# Lecture 4 – Data 100, Fall 2025

Data 100, Fall 2025

[Acknowledgments Page](https://ds100.org/fa25/acks/)

A demonstration of advanced `pandas` syntax to accompany Lecture 4.

In [None]:
import numpy as np
import pandas as pd
import plotly.express as px

### Loading `babynames` Dataset for California

In [None]:
import urllib.request
import os.path
import zipfile

data_url = "https://www.ssa.gov/oact/babynames/state/namesbystate.zip"
local_filename = "data/babynamesbystate.zip"
if not os.path.exists(local_filename): # If the data exists don't download again
    with urllib.request.urlopen(data_url) as resp, open(local_filename, 'wb') as f:
        f.write(resp.read())

zf = zipfile.ZipFile(local_filename, 'r')

ca_name = 'STATE.CA.TXT'
field_names = ['State', 'Sex', 'Year', 'Name', 'Count']
with zf.open(ca_name) as fh:
    babynames = pd.read_csv(fh, header=None, names=field_names)

babynames.tail(10)

## Grouping

Group rows that share a common feature, then aggregate data across the group.

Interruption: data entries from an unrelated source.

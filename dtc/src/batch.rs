use qsim::Circuit;
use rayon::prelude::*;
use tracing::info;

use crate::error::{Result, invalid};
use crate::executor::Executor;
use crate::zne::{ZneConfig, execute_with_zne};

/// Circuits handed to the backend per batch.
pub const DEFAULT_MAX_BATCH_SIZE: usize = 75;

/// Evaluates the spin polarisation at one site for many circuits.
pub struct BatchRunner<'a> {
    executor: &'a Executor,
    site: usize,
    max_batch_size: usize,
    zne: Option<ZneConfig>,
}

impl<'a> BatchRunner<'a> {
    pub fn new(executor: &'a Executor, site: usize) -> Self {
        Self {
            executor,
            site,
            max_batch_size: DEFAULT_MAX_BATCH_SIZE,
            zne: None,
        }
    }

    pub fn with_max_batch_size(mut self, max_batch_size: usize) -> Self {
        self.max_batch_size = max_batch_size;
        self
    }

    pub fn with_zne(mut self, config: ZneConfig) -> Self {
        self.zne = Some(config);
        self
    }

    fn evaluate_one(&self, circuit: &Circuit) -> Result<f64> {
        match &self.zne {
            Some(config) => execute_with_zne(circuit, config, |c| self.executor.expectation(c, self.site)),
            None => self.executor.expectation(circuit, self.site),
        }
    }

    /// One value per circuit, in input order. Circuits of a batch run in
    /// parallel; the first failure aborts the run.
    pub fn evaluate(&self, circuits: &[Circuit]) -> Result<Vec<f64>> {
        if self.max_batch_size == 0 {
            return Err(invalid("max_batch_size must be positive"));
        }
        if let Some(config) = &self.zne {
            config.validate()?;
        }

        let total_batches = circuits.len().div_ceil(self.max_batch_size);
        let mut values = Vec::with_capacity(circuits.len());
        for (i, batch) in circuits.chunks(self.max_batch_size).enumerate() {
            let batch_values = batch
                .par_iter()
                .map(|c| self.evaluate_one(c))
                .collect::<Result<Vec<_>>>()?;
            values.extend(batch_values);
            info!(
                batch = i + 1,
                total_batches,
                circuits = values.len(),
                zne = self.zne.is_some(),
                "batch evaluated"
            );
        }
        Ok(values)
    }
}
//! mietpreis-rs
//!
//! Umbrella crate over [`mietpreis_core`], hosting the demos.

pub use mietpreis_core::*;
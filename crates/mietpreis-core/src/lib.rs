// crates/mietpreis-core/src/lib.rs

pub mod common;
pub mod config;
pub mod error;
pub mod liveness;
pub mod loader; // primary → fallback geo acquisition
pub mod model; // GeoIndex
pub mod prediction;
pub mod search; // type-to-search on top of GeoIndex
pub mod selection; // the three linked location selects
pub mod session;
pub mod text;
// Raw payload shape, shared by every geo source
#[doc(hidden)]
pub mod raw;

// Re-exports
pub use crate::common::IndexStats;
pub use crate::config::ServiceConfig;
pub use crate::error::{Error, GeoLoadFailure, Result, SelectionError, SubmissionFailure};
pub use crate::liveness::Liveness;
pub use crate::loader::{GeoLoader, GeoSource, LoadStatus};
pub use crate::model::GeoIndex;
pub use crate::prediction::{
    PredictionController, PredictionRequest, PredictionResult, PredictionService,
    PropertyAttributes,
};
pub use crate::selection::{LocationSelection, LocationSelector, PostalCodeLookup, SelectorPhase};
pub use crate::session::{FormSession, FormView};
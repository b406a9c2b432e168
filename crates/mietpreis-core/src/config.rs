// crates/mietpreis-core/src/config.rs
use crate::error::{Error, Result};
use std::env;

/// Environment variable holding the service base address.
pub const BASE_URL_ENV: &str = "MIETPREIS_API_BASE";

pub const DEFAULT_BASE_URL: &str = "http://localhost:8000";
pub const DEFAULT_GEO_PATH: &str = "/geo";
pub const DEFAULT_FALLBACK_GEO_PATH: &str = "/geo_data.json";
pub const DEFAULT_PREDICT_PATH: &str = "/predict";

/// Where the valuation service lives.
///
/// The base address is the only environment-derived setting; the endpoint
/// paths are fixed by the service contract.
#[derive(Debug, Clone, PartialEq, Eq)]
pub struct ServiceConfig {
    pub base_url: String,
    pub geo_path: String,
    pub fallback_geo_path: String,
    pub predict_path: String,
}

impl Default for ServiceConfig {
    fn default() -> Self {
        ServiceConfig {
            base_url: DEFAULT_BASE_URL.to_string(),
            geo_path: DEFAULT_GEO_PATH.to_string(),
            fallback_geo_path: DEFAULT_FALLBACK_GEO_PATH.to_string(),
            predict_path: DEFAULT_PREDICT_PATH.to_string(),
        }
    }
}

impl ServiceConfig {
    /// Config for the given base address with the standard endpoint paths.
    ///
    /// A trailing slash is dropped; the address must be an absolute
    /// `http`/`https` URL.
    pub fn with_base_url(base_url: &str) -> Result<Self> {
        let base_url = base_url.trim().trim_end_matches('/').to_string();
        validate_base_url(&base_url)?;
        Ok(ServiceConfig {
            base_url,
            ..Self::default()
        })
    }

    /// Reads [`BASE_URL_ENV`], falling back to [`DEFAULT_BASE_URL`].
    pub fn from_env() -> Result<Self> {
        match env::var(BASE_URL_ENV) {
            Ok(value) => Self::with_base_url(&value),
            Err(env::VarError::NotPresent) => Ok(Self::default()),
            Err(e) => Err(Error::Config(format!("{BASE_URL_ENV}: {e}"))),
        }
    }

    pub fn geo_url(&self) -> String {
        self.join(&self.geo_path)
    }

    pub fn fallback_geo_url(&self) -> String {
        self.join(&self.fallback_geo_path)
    }

    pub fn predict_url(&self) -> String {
        self.join(&self.predict_path)
    }

    fn join(&self, path: &str) -> String {
        format!("{}/{}", self.base_url, path.trim_start_matches('/'))
    }
}

#[cfg(feature = "http")]
fn validate_base_url(base_url: &str) -> Result<()> {
    let url = reqwest::Url::parse(base_url)
        .map_err(|e| Error::Config(format!("invalid base URL {base_url:?}: {e}")))?;
    match url.scheme() {
        "http" | "https" => Ok(()),
        other => Err(Error::Config(format!(
            "unsupported scheme {other:?} in base URL {base_url:?}"
        ))),
    }
}

#[cfg(not(feature = "http"))]
fn validate_base_url(base_url: &str) -> Result<()> {
    if base_url.starts_with("http://") || base_url.starts_with("https://") {
        Ok(())
    } else {
        Err(Error::Config(format!("invalid base URL {base_url:?}")))
    }
}
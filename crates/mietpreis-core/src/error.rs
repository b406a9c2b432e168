// crates/mietpreis-core/src/error.rs

//! Error types.
//!
//! [`Error`] is the low-level error of a single source or transport call.
//! The two boundary failures, [`GeoLoadFailure`] and [`SubmissionFailure`],
//! are what the view layer renders: plain cloneable values carrying a
//! user-visible message.

use thiserror::Error;

/// Crate-wide result type.
pub type Result<T> = std::result::Result<T, Error>;

/// Message shown when a submission fails without a service-provided detail.
pub const GENERIC_SUBMISSION_MESSAGE: &str =
    "Die Mietpreis-Schätzung ist fehlgeschlagen. Bitte später erneut versuchen.";

pub const IN_FLIGHT_MESSAGE: &str = "Die Schätzung läuft bereits.";

/// Message shown when neither geo source produced a usable message.
pub const GENERIC_GEO_MESSAGE: &str = "Standortdaten konnten nicht geladen werden.";

#[derive(Debug, Error)]
pub enum Error {
    #[error("I/O error: {0}")]
    Io(#[from] std::io::Error),

    #[error("JSON error: {0}")]
    Json(#[from] serde_json::Error),

    #[cfg(feature = "http")]
    #[error("HTTP error: {0}")]
    Http(#[from] reqwest::Error),

    /// The remote end answered with a non-success status.
    #[error("{url} responded with status {status}")]
    Status {
        url: String,
        status: u16,
        detail: Option<String>,
    },

    #[error("Not found: {0}")]
    NotFound(String),

    #[error("Invalid data: {0}")]
    InvalidData(String),

    #[error("Invalid configuration: {0}")]
    Config(String),
}

impl Error {
    /// Message suitable for inline display, if this error carries one.
    ///
    /// A bare status without a service `detail`, or an empty description,
    /// has no usable message.
    pub fn user_message(&self) -> Option<String> {
        let msg = match self {
            Error::Status { detail, .. } => detail.clone().unwrap_or_default(),
            Error::NotFound(s) | Error::InvalidData(s) | Error::Config(s) => s.clone(),
            other => other.to_string(),
        };
        (!msg.trim().is_empty()).then_some(msg)
    }
}

/// Both geo sources failed.
///
/// Non-fatal: the location inputs stay disabled and `message` is shown inline.
#[derive(Debug, Clone, PartialEq, Eq, Error)]
#[error("{message}")]
pub struct GeoLoadFailure {
    pub message: String,
    /// Diagnostic description of the primary source's error.
    pub primary: String,
    /// Diagnostic description of the fallback source's error.
    pub fallback: String,
}

impl GeoLoadFailure {
    /// Combine the two source errors.
    ///
    /// The fallback's message is used when it has one, otherwise the
    /// primary's, otherwise a generic text.
    pub fn from_errors(primary: &Error, fallback: &Error) -> Self {
        let message = fallback
            .user_message()
            .or_else(|| primary.user_message())
            .unwrap_or_else(|| GENERIC_GEO_MESSAGE.to_string());

        GeoLoadFailure {
            message,
            primary: primary.to_string(),
            fallback: fallback.to_string(),
        }
    }
}

/// A prediction submission that did not produce a result.
///
/// Non-fatal: shown inline, other form fields are kept.
#[derive(Debug, Clone, PartialEq, Eq, Error)]
pub enum SubmissionFailure {
    /// The service answered with a non-success status.
    #[error("service rejected the request with status {status}: {message}")]
    Rejected { status: u16, message: String },

    /// No response was received.
    #[error("service unreachable: {reason}")]
    Network { reason: String },

    /// A success status with a body that is not a prediction.
    #[error("invalid service response: {reason}")]
    InvalidResponse { reason: String },

    /// Another submission is still waiting for its response.
    #[error("a submission is already in flight")]
    InFlight,
}

impl SubmissionFailure {
    /// Builds a rejection from a non-2xx status and an optional service detail.
    pub fn rejected(status: u16, detail: Option<String>) -> Self {
        let message = detail
            .filter(|d| !d.trim().is_empty())
            .unwrap_or_else(|| GENERIC_SUBMISSION_MESSAGE.to_string());
        SubmissionFailure::Rejected { status, message }
    }

    pub fn user_message(&self) -> &str {
        match self {
            SubmissionFailure::Rejected { message, .. } => message,
            SubmissionFailure::Network { .. } | SubmissionFailure::InvalidResponse { .. } => {
                GENERIC_SUBMISSION_MESSAGE
            }
            SubmissionFailure::InFlight => IN_FLIGHT_MESSAGE,
        }
    }
}

/// Misuse of the location selector.
#[derive(Debug, Clone, Copy, PartialEq, Eq, Error)]
pub enum SelectionError {
    #[error("the geo index has not been loaded yet")]
    NotReady,

    #[error("a state must be selected before a city")]
    NoStateSelected,
}

#[cfg(test)]
mod tests {
    use super::*;

    #[test]
    fn rejection_prefers_service_detail() {
        let f = SubmissionFailure::rejected(422, Some("Ungültige PLZ".into()));
        assert_eq!(f.user_message(), "Ungültige PLZ");

        let f = SubmissionFailure::rejected(500, Some("   ".into()));
        assert_eq!(f.user_message(), GENERIC_SUBMISSION_MESSAGE);

        let f = SubmissionFailure::rejected(500, None);
        assert_eq!(f.user_message(), GENERIC_SUBMISSION_MESSAGE);
    }

    #[test]
    fn network_failure_uses_generic_message() {
        let f = SubmissionFailure::Network {
            reason: "connection refused".into(),
        };
        assert_eq!(f.user_message(), GENERIC_SUBMISSION_MESSAGE);
    }

    #[test]
    fn geo_failure_takes_fallback_message_first() {
        let primary = Error::Status {
            url: "http://x/geo".into(),
            status: 500,
            detail: Some("geo_data.json not found".into()),
        };
        let fallback = Error::NotFound("fallback missing".into());
        let f = GeoLoadFailure::from_errors(&primary, &fallback);
        assert_eq!(f.message, "fallback missing");
        assert_eq!(f.primary, "http://x/geo responded with status 500");
    }

    #[test]
    fn geo_failure_falls_back_to_primary_message() {
        let primary = Error::InvalidData("bad payload".into());
        let fallback = Error::Status {
            url: "http://x/geo_data.json".into(),
            status: 404,
            detail: None,
        };
        let f = GeoLoadFailure::from_errors(&primary, &fallback);
        assert_eq!(f.message, "bad payload");
        assert_eq!(f.fallback, "http://x/geo_data.json responded with status 404");
    }

    #[test]
    fn geo_failure_without_any_message_is_generic() {
        let primary = Error::Status {
            url: "http://x/geo".into(),
            status: 502,
            detail: None,
        };
        let fallback = Error::NotFound("  ".into());
        let f = GeoLoadFailure::from_errors(&primary, &fallback);
        assert_eq!(f.message, GENERIC_GEO_MESSAGE);
    }
}
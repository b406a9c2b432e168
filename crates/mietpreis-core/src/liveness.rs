// crates/mietpreis-core/src/liveness.rs
use std::sync::atomic::{AtomicBool, Ordering};
use std::sync::Arc;

/// Shared "is the form still mounted" flag.
///
/// Async work clones the token when it starts and checks it before writing
/// its outcome back; [`Liveness::revoke`] on teardown makes every clone
/// report dead.
#[derive(Debug, Clone)]
pub struct Liveness(Arc<AtomicBool>);

impl Default for Liveness {
    fn default() -> Self {
        Liveness(Arc::new(AtomicBool::new(true)))
    }
}

impl Liveness {
    pub fn new() -> Self {
        Self::default()
    }

    pub fn is_alive(&self) -> bool {
        self.0.load(Ordering::Acquire)
    }

    pub fn revoke(&self) {
        self.0.store(false, Ordering::Release);
    }
}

In this example, we count the total number of babies born each year in California.

In [None]:
babynames.groupby("Year")

In [None]:
# Grouping by "Year" and aggregating the "Count" column
# to get the total number of babies born each year.
babies_by_year = babynames.groupby("Year")[["Count"]].agg("sum")
babies_by_year

In [None]:
# Plotting baby counts per year
# Don't worry about the syntax here. We will cover visualization later in the course.
fig = px.line(babies_by_year, y="Count")
fig.update_layout(font_size=18, 
                  autosize=False, 
                  width=700, 
                  height=400)

### Slido Exercise

Try to predict the results of the `groupby` operation shown. The answer is below the image.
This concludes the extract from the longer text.